A triangle has corners A, B, and C located at `(4 ,2 )`, `(1 ,3 )`, and `(6 ,5 )`, respectively. What are the endpoints and length of the altitude going through corner C?

Answer 1

`color(blue)("Endpoints are " (6,5), (49/10,17/10)`

`color(blue)("Length of altitude line"=(11sqrt(10))/10" units"`

Explanation:

From the diagram:

We need to find the endpoints of the altitude passing through `C`. We can see that the altitude through this vertex is perpendicular the the line `BA` produced at `P`. We need to find the equation of the line passing through points `A` and `B` first.
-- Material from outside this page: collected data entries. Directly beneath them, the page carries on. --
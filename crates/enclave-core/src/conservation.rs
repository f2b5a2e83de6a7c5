//! Conservation verification for the round barrier.
//!
//! Relocation reassigns race labels between fixed positions; it never
//! creates or destroys cells, and the number of occupants never changes.
//! Every well-formed round preserves both totals by construction, so this
//! check exists against data corruption and future bugs: a violation is
//! the run's most critical integrity signal and aborts it.

use enclave_types::WorkerReport;

/// The result of a conservation check for a single round.
#[derive(Debug, Clone, PartialEq, Eq)]
pub enum ConservationResult {
    /// Every gathered count matches the seeded totals.
    Balanced,
    /// The gathered counts drifted from the seeded totals.
    Anomaly(ConservationAnomaly),
}

/// A conservation violation: what was expected and what was observed.
#[derive(Debug, Clone, PartialEq, Eq, thiserror::Error)]
#[error(
    "round {round} conservation anomaly: expected {expected_houses} houses \
     ({expected_occupied} occupied), observed {observed_houses} \
     ({observed_occupied} occupied)"
)]
pub struct ConservationAnomaly {
    /// The round whose gather violated conservation.
    pub round: u32,
    /// House count seeded into the run.
    pub expected_houses: usize,
    /// House count summed over this round's gathered snapshots.
    pub observed_houses: usize,
    /// Occupant count seeded into the run.
    pub expected_occupied: usize,
    /// Occupant count summed over this round's gathered snapshots.
    pub observed_occupied: usize,
}

/// Verify the conservation law over one round's gathered reports.
///
/// For every round: the union of the workers' `all_houses` snapshots must
/// contain exactly the seeded number of cells, and exactly the seeded
/// number of occupants. Each snapshot also decomposes as
/// `all = unsatisfied + empty + satisfied-occupied`, which is checked per
/// worker.
pub fn verify_round(
    round: u32,
    expected_houses: usize,
    expected_occupied: usize,
    reports: &[WorkerReport],
) -> ConservationResult {
    let mut observed_houses: usize = 0;
    let mut observed_occupied: usize = 0;

    for report in reports {
        observed_houses = observed_houses.saturating_add(report.all_houses.len());
        let occupied = report.all_houses.iter().filter(|h| h.is_occupied()).count();
        observed_occupied = observed_occupied.saturating_add(occupied);

        // Per-worker decomposition: unsatisfied agents are a subset of
        // the occupied houses, empties the complement of the occupied.
        let empty = report.all_houses.len().saturating_sub(occupied);
        if report.empty_houses.len() != empty
            || report.unsatisfied_agents.len() > occupied
        {
            return ConservationResult::Anomaly(ConservationAnomaly {
                round,
                expected_houses,
                observed_houses: report.all_houses.len(),
                expected_occupied,
                observed_occupied: occupied,
            });
        }
    }

    if observed_houses == expected_houses && observed_occupied == expected_occupied {
        ConservationResult::Balanced
    } else {
        ConservationResult::Anomaly(ConservationAnomaly {
            round,
            expected_houses,
            observed_houses,
            expected_occupied,
            observed_occupied,
        })
    }
}

#[cfg(test)]
#[allow(clippy::unwrap_used, clippy::panic)]
mod tests {
    use enclave_types::{House, PartitionId, Race};

    use super::*;

    fn report(worker: u32, houses: Vec<House>, unsatisfied: Vec<House>) -> WorkerReport {
        let empty_houses = houses.iter().filter(|h| h.is_empty()).copied().collect();
        WorkerReport {
            worker: PartitionId::new(worker),
            round: 0,
            empty_houses,
            unsatisfied_agents: unsatisfied,
            all_houses: houses,
        }
    }

    #[test]
    fn balanced_round_passes() {
        let reports = vec![
            report(
                1,
                vec![House::occupied(Race(0), 0.0, 0.0), House::empty(1.0, 1.0)],
                vec![House::occupied(Race(0), 0.0, 0.0)],
            ),
            report(2, vec![House::occupied(Race(1), 2.0, 2.0)], Vec::new()),
        ];
        assert_eq!(verify_round(0, 3, 2, &reports), ConservationResult::Balanced);
    }

    #[test]
    fn missing_houses_are_an_anomaly() {
        let reports = vec![report(1, vec![House::empty(0.0, 0.0)], Vec::new())];
        let result = verify_round(2, 5, 1, &reports);
        let ConservationResult::Anomaly(anomaly) = result else {
            panic!("expected anomaly");
        };
        assert_eq!(anomaly.round, 2);
        assert_eq!(anomaly.expected_houses, 5);
        assert_eq!(anomaly.observed_houses, 1);
    }

    #[test]
    fn occupied_drift_is_an_anomaly() {
        let reports = vec![report(
            1,
            vec![House::occupied(Race(0), 0.0, 0.0), House::occupied(Race(1), 1.0, 0.0)],
            Vec::new(),
        )];
        assert!(matches!(
            verify_round(0, 2, 1, &reports),
            ConservationResult::Anomaly(_)
        ));
    }

    #[test]
    fn inconsistent_report_decomposition_is_an_anomaly() {
        let mut bad = report(1, vec![House::occupied(Race(0), 0.0, 0.0)], Vec::new());
        bad.empty_houses.push(House::empty(9.0, 9.0));
        assert!(matches!(
            verify_round(0, 1, 1, &[bad]),
            ConservationResult::Anomaly(_)
        ));
    }
}
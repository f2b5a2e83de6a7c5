//! Deadline-bound gather of worker reports.
//!
//! The coordinator cannot distinguish a slow worker from a dead one, and
//! proceeding without a worker's report would silently break the
//! house-count conservation invariant. Each worker's per-round reply is
//! therefore awaited under an optional deadline, and expiry is a terminal
//! outcome for the whole run (fail-stop), surfaced as a value rather than
//! a caught exception.

use std::time::Duration;

use tokio::sync::oneshot;
use tracing::error;

use enclave_types::{PartitionId, WorkerReport};

/// Failures observed while gathering a worker's round report.
#[derive(Debug, thiserror::Error)]
pub enum MonitorError {
    /// The worker did not report within its deadline.
    #[error("worker {worker} exceeded the {deadline:?} deadline in round {round}")]
    Timeout {
        /// The late worker.
        worker: PartitionId,
        /// The round that timed out.
        round: u32,
        /// The configured deadline.
        deadline: Duration,
    },

    /// The worker stopped before producing a report.
    #[error("worker {worker} stopped before reporting round {round}")]
    Lost {
        /// The dead worker.
        worker: PartitionId,
        /// The round that lost its report.
        round: u32,
    },
}

/// Await one worker's round report, bounded by the configured deadline.
///
/// With no deadline configured the await is unbounded. Timeout and
/// worker loss are both logged with the worker's identity and round
/// number before being returned.
pub async fn await_report(
    worker: PartitionId,
    round: u32,
    reply: oneshot::Receiver<WorkerReport>,
    deadline: Option<Duration>,
) -> Result<WorkerReport, MonitorError> {
    let outcome = match deadline {
        Some(limit) => match tokio::time::timeout(limit, reply).await {
            Ok(received) => received.map_err(|_| MonitorError::Lost { worker, round }),
            Err(_) => Err(MonitorError::Timeout {
                worker,
                round,
                deadline: limit,
            }),
        },
        None => reply.await.map_err(|_| MonitorError::Lost { worker, round }),
    };

    if let Err(ref failure) = outcome {
        error!(worker = %worker, round, %failure, "Gather failed");
    }
    outcome
}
Using point `A` and `B`, the gradient of this line is:

`(2-3)/(4-1)=-1/3`

Using point slope form of a line and point `(4,2)`

`y-2=-1/3(x-4)`

`y=-1/3x+10/3 \ \ \ [1]`

We now need the equation of the line through point `(6,5)` and perpendicular to `[1]`

If two line are perpendicular the the product of their gradients is `bb-1`

Let the unknown gradient be `m`, then:

`m*-1/3=-1=>m=3`

Using this and point `(6,5)`

`y-5=3(x-6)`

`y=3x-13 \ \ \ \[2]`

We solve now solve `[1]` and `[2]` simultaneously to find `D(x,y)`

`-1/3x+10/3=3x-13=>x=49/10`

Substitute in `[2]`

`y=3(49/10)-13=17/10`

So the end points of the altitude are:

`C=(6,5) and D=(49/10,17/10)`

The length of the altitude line `DC` can be found using the distance formula:

`|d|=sqrt((x_2-x_1)^2+(y_2-y_1)^2)`

`|DC|=sqrt((6-49/10)^2+(5-17/10)^2)`

`\ \ \ \ \ \ \ \ \ =sqrt((11/10)^2+(33/10)^2)=color(blue)((11sqrt(10))/10 " units"`